■ WORK REQUIRED ■
Please copy each line from the entries that contains the string "ReplayWindow".

* * *

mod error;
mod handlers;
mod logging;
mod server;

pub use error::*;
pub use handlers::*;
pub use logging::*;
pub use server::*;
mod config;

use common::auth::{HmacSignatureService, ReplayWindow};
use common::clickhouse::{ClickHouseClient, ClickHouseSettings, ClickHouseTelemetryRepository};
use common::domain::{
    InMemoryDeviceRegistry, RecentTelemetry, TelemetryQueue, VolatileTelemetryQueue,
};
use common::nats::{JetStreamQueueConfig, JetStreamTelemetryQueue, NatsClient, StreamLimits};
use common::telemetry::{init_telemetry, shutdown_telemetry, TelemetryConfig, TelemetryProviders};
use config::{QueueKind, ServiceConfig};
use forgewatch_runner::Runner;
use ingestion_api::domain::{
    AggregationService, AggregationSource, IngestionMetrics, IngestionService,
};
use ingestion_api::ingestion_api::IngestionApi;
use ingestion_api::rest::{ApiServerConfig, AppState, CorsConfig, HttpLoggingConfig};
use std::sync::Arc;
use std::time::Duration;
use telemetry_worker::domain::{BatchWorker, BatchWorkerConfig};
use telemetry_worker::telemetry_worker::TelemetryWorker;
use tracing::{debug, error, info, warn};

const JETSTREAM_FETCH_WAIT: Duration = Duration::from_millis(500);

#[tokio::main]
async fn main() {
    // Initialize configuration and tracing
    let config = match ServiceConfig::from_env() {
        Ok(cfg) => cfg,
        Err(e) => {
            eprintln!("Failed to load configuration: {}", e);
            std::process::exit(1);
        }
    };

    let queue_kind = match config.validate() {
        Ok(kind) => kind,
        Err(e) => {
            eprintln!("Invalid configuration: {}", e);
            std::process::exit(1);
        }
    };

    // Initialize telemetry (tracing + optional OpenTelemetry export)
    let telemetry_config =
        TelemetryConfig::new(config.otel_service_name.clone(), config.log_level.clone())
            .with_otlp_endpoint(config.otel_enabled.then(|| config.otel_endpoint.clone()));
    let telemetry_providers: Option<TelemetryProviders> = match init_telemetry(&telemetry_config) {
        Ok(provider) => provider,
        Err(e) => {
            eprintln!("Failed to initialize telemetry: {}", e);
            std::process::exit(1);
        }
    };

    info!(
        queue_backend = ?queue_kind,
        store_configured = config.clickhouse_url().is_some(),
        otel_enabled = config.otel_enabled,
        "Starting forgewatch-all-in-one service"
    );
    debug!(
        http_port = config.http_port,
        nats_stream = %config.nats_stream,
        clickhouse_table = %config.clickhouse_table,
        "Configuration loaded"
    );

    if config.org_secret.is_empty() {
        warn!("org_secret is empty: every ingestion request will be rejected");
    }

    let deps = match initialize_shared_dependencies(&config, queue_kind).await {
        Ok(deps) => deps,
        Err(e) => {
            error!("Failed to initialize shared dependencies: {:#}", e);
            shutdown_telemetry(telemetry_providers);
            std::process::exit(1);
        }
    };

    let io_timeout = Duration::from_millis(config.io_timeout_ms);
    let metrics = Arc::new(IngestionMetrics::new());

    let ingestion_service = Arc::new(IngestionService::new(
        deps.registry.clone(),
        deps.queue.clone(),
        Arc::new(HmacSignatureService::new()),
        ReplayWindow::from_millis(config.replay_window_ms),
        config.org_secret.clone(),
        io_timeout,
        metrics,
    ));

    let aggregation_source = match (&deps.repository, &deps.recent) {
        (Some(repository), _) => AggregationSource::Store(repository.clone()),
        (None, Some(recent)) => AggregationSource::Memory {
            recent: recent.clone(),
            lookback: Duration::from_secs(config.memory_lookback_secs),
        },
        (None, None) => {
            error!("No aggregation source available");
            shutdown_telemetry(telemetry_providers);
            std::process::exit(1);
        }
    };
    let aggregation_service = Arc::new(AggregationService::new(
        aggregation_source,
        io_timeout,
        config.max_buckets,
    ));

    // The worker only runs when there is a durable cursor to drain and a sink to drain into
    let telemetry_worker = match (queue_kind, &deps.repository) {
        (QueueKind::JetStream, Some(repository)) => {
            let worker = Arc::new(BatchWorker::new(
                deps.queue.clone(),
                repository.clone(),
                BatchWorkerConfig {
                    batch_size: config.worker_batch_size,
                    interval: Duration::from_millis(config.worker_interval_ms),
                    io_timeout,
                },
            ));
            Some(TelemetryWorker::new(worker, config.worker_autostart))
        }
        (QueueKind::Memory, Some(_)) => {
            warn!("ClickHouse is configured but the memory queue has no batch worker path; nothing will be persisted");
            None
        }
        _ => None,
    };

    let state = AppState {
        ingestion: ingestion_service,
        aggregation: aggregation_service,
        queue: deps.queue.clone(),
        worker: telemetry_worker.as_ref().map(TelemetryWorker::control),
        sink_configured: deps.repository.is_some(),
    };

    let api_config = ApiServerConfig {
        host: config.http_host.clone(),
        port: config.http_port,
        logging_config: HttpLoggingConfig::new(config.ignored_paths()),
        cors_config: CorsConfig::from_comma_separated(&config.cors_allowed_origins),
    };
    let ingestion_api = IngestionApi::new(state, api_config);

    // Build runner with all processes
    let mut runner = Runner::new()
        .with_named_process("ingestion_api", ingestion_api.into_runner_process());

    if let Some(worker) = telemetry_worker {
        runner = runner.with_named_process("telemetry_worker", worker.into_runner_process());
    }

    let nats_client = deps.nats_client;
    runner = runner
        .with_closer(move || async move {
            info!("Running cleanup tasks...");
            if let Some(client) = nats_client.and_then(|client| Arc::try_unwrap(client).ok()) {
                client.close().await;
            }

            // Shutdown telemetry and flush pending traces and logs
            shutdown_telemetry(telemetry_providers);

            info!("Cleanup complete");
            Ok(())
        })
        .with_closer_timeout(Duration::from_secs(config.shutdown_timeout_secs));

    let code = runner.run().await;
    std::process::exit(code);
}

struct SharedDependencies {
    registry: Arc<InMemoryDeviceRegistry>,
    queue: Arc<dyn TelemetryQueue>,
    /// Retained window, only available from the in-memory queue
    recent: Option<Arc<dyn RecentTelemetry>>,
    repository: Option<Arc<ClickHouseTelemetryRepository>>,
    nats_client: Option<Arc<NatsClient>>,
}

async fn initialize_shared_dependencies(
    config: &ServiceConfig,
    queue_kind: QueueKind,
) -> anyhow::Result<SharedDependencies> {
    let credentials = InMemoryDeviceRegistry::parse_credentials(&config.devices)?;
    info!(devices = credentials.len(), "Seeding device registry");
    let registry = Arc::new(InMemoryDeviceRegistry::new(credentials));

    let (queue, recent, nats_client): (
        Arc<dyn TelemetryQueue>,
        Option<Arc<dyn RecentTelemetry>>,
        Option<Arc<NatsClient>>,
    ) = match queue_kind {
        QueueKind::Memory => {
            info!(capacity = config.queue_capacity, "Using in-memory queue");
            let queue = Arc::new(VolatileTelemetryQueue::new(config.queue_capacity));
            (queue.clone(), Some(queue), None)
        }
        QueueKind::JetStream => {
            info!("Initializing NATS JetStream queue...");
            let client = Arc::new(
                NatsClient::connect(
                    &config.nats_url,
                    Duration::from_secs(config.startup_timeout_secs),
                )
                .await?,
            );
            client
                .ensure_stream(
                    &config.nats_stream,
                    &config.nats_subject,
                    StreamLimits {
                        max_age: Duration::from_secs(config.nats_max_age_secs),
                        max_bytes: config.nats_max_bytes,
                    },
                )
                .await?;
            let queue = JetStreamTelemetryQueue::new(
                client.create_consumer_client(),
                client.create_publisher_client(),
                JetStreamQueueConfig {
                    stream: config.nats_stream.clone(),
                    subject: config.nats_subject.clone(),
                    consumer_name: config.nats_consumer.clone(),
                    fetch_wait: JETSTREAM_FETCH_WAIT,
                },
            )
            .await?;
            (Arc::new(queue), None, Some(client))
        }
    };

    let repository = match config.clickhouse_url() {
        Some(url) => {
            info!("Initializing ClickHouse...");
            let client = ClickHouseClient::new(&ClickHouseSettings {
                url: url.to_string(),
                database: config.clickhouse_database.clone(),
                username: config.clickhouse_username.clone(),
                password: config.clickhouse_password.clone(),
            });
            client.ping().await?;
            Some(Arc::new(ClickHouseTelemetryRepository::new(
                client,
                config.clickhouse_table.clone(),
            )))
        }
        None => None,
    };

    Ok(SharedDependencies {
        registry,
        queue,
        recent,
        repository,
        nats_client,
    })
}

* * *

■ TASK RESULT ■
use common::auth::{HmacSignatureService, ReplayWindow};
        ReplayWindow::from_millis(config.replay_window_ms),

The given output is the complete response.